The only somewhat deeper fact entering is the fact that 
$h_*(O_X)$ is coherent, because of the properness assumption. 
Concerning your comment, the following is clearly true: 
If $f: X\to Y$ is a finite morphism and $f_*(O_X)=O_Y$, then $f$ is an isomorphism.

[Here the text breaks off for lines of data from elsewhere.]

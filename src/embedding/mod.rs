//! Embedding generation for semantic retrieval.
//!
//! The same embedder (and therefore the same embedding space) must be used
//! at index time and query time; the vector store records the model id so a
//! mismatch is caught before any query is embedded.

mod openai;

pub use openai::OpenAIEmbedder;

use crate::error::Result;
use async_trait::async_trait;

/// Trait for embedding generation.
#[async_trait]
pub trait Embedder: Send + Sync {
    /// Generate an embedding for a single text.
    async fn embed(&self, text: &str) -> Result<Vec<f32>>;

    /// Generate embeddings for multiple texts, in input order.
    async fn embed_batch(&self, texts: &[String]) -> Result<Vec<Vec<f32>>>;

    /// Get the embedding dimensions.
    fn dimensions(&self) -> usize;

    /// Identifier of the embedding model, stored alongside the index.
    fn model_id(&self) -> &str;
}
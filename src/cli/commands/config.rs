//! Config command implementation.

use crate::cli::{ConfigAction, Output};
use crate::config::Settings;
use anyhow::Result;

/// Run the config command.
pub fn run_config(action: &ConfigAction, settings: Settings) -> Result<()> {
    match action {
        ConfigAction::Show => {
            let toml_str = toml::to_string_pretty(&settings)
                .map_err(|e| anyhow::anyhow!("Failed to serialize config: {}", e))?;
            println!("{}", toml_str);
        }

        ConfigAction::Set { key, value } => {
            let updated = set_key(&settings, key, value)?;
            updated.validate()?;
            updated.save()?;
            Output::success(&format!("Set {} = {}", key, value));
        }

        ConfigAction::Edit => {
            let config_path = Settings::default_config_path();

            if !config_path.exists() {
                settings.save()?;
                Output::info(&format!("Created default config at {:?}", config_path));
            }

            let editor = std::env::var("EDITOR").unwrap_or_else(|_| "vim".to_string());

            Output::info(&format!("Opening config in {}...", editor));

            let status = std::process::Command::new(&editor)
                .arg(&config_path)
                .status();

            match status {
                Ok(s) if s.success() => {
                    Output::success("Config saved.");
                }
                Ok(_) => {
                    Output::warning("Editor exited with non-zero status.");
                }
                Err(e) => {
                    Output::error(&format!("Failed to open editor: {}", e));
                    Output::info(&format!("Config file is at: {:?}", config_path));
                }
            }
        }

        ConfigAction::Path => {
            let config_path = Settings::default_config_path();
            println!("{}", config_path.display());
        }
    }

    Ok(())
}

/// Apply a dotted-key assignment (e.g. "rag.model") to the settings.
///
/// Numbers and booleans keep their type; everything else is a string.
fn set_key(settings: &Settings, key: &str, value: &str) -> Result<Settings> {
    let mut root: toml::Value = toml::Value::try_from(settings)
        .map_err(|e| anyhow::anyhow!("Failed to serialize config: {}", e))?;

    let parsed = if let Ok(i) = value.parse::<i64>() {
        toml::Value::Integer(i)
    } else if let Ok(f) = value.parse::<f64>() {
        toml::Value::Float(f)
    } else if let Ok(b) = value.parse::<bool>() {
        toml::Value::Boolean(b)
    } else {
        toml::Value::String(value.to_string())
    };

    let mut current = &mut root;
    let parts: Vec<&str> = key.split('.').collect();
    let (last, path) = parts
        .split_last()
        .ok_or_else(|| anyhow::anyhow!("Empty configuration key"))?;

    for part in path {
        current = current
            .get_mut(part)
            .ok_or_else(|| anyhow::anyhow!("Unknown configuration section: {}", part))?;
    }

    let table = current
        .as_table_mut()
        .ok_or_else(|| anyhow::anyhow!("'{}' is not a configuration section", key))?;
    if !table.contains_key(*last) {
        return Err(anyhow::anyhow!("Unknown configuration key: {}", key));
    }
    table.insert(last.to_string(), parsed);

    let updated: Settings = root
        .try_into()
        .map_err(|e| anyhow::anyhow!("Invalid value for {}: {}", key, e))?;
    Ok(updated)
}

#[cfg(test)]
mod tests {
    use super::*;

    #[test]
    fn test_set_key_string_and_number() {
        let settings = Settings::default();

        let updated = set_key(&settings, "rag.model", "gpt-4o").unwrap();
        assert_eq!(updated.rag.model, "gpt-4o");

        let updated = set_key(&settings, "chunking.window_lines", "8").unwrap();
        assert_eq!(updated.chunking.window_lines, 8);
    }

    #[test]
    fn test_set_key_rejects_unknown_key() {
        let settings = Settings::default();
        assert!(set_key(&settings, "rag.nonexistent", "x").is_err());
        assert!(set_key(&settings, "nosection.model", "x").is_err());
    }

    #[test]
    fn test_set_key_rejects_wrong_type() {
        let settings = Settings::default();
        assert!(set_key(&settings, "chunking.window_lines", "not-a-number").is_err());
    }
}
//! CLI command implementations.

mod ask;
mod chat;
mod config;
mod index;
mod list;
mod search;

pub use ask::run_ask;
pub use chat::run_chat;
pub use config::run_config;
pub use index::run_index;
pub use list::run_list;
pub use search::run_search;
//! OpenAI chat completion implementation of the generator.

use super::Generator;
use crate::error::{ReplikkError, Result};
use crate::openai::create_client_with_timeout;
use async_openai::types::{
    ChatCompletionRequestMessage, ChatCompletionRequestSystemMessageArgs,
    ChatCompletionRequestUserMessageArgs, CreateChatCompletionRequestArgs,
};
use async_trait::async_trait;
use std::time::Duration;
use tracing::{debug, instrument};

/// OpenAI chat completion generator.
pub struct OpenAIGenerator {
    client: async_openai::Client<async_openai::config::OpenAIConfig>,
    model: String,
    temperature: f32,
    max_tokens: u32,
}

impl OpenAIGenerator {
    /// Create a generator with custom model and sampling parameters.
    pub fn with_config(
        model: &str,
        temperature: f32,
        max_tokens: u32,
        timeout: Duration,
    ) -> Self {
        Self {
            client: create_client_with_timeout(timeout),
            model: model.to_string(),
            temperature,
            max_tokens,
        }
    }
}

#[async_trait]
impl Generator for OpenAIGenerator {
    #[instrument(skip(self, system_prompt, user_prompt))]
    async fn generate(&self, system_prompt: &str, user_prompt: &str) -> Result<String> {
        let messages: Vec<ChatCompletionRequestMessage> = vec![
            ChatCompletionRequestSystemMessageArgs::default()
                .content(system_prompt)
                .build()
                .map_err(|e| ReplikkError::Generation(e.to_string()))?
                .into(),
            ChatCompletionRequestUserMessageArgs::default()
                .content(user_prompt)
                .build()
                .map_err(|e| ReplikkError::Generation(e.to_string()))?
                .into(),
        ];

        let request = CreateChatCompletionRequestArgs::default()
            .model(&self.model)
            .messages(messages)
            .temperature(self.temperature)
            .max_tokens(self.max_tokens)
            .build()
            .map_err(|e| ReplikkError::Generation(e.to_string()))?;

        let response = self
            .client
            .chat()
            .create(request)
            .await
            .map_err(|e| ReplikkError::Generation(format!("Chat API error: {}", e)))?;

        let answer = response
            .choices
            .first()
            .and_then(|c| c.message.content.as_ref())
            .ok_or_else(|| ReplikkError::Generation("Empty response from LLM".to_string()))?
            .clone();

        debug!("Generated {} characters", answer.len());
        Ok(answer)
    }

    fn model_id(&self) -> &str {
        &self.model
    }
}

A: Thanks to Sándor for the idea of Stein factorization.  By Stein factorization as proven in EGA III, 4.3.3 for proper morphisms we have that $\phi$ (I've switched the direction of the morphism) factors as $Y \xrightarrow{\pi} Z \xrightarrow{f} X$ with $\pi$ a morphism with connected fibres and $f$ a finite morphism.  By [Hart] II.4.8(e) $\pi$ must be proper.  First we note that it's enough to assume that $\pi$ is surjective since it's proper and thus has closed image.  Moreover since closed immersions are proper then $\pi$ would remain proper.  Also the image of an irreducible scheme is irreducible, so we may assume $Z$ is irreducible, and in fact integral.  Now consider the generic fiber of $f$, i.e. $f^{-1}(\eta)$, where $\eta$ is the generic point of $X$.  On the one hand we have $\phi^{-1}(\eta)$ and $f^{-1}(\eta)$ are finite sets since they are generically finite and finite, respectively.  On the other hand, the fiber of $\pi$ over each one of the finite points in $f^{-1}(\eta)$ must be connected and also finite.  Thus the fiber over each one of these points is at most a point.  Since now $\pi$ is a surjective morphism between integral schemes we get that $\pi(\zeta)=\nu$, where $\zeta,\nu$ are the generic points of $Y,Z$ respectively, and moreover $\pi^{-1}(\nu)=\zeta$.  From the proof of [Hart] Exercise II.3.7, we get that the function fields of $Y$ and $Z$ are equal, and thus indeed $\pi$ is birational.  Sound good (albeit wordy)?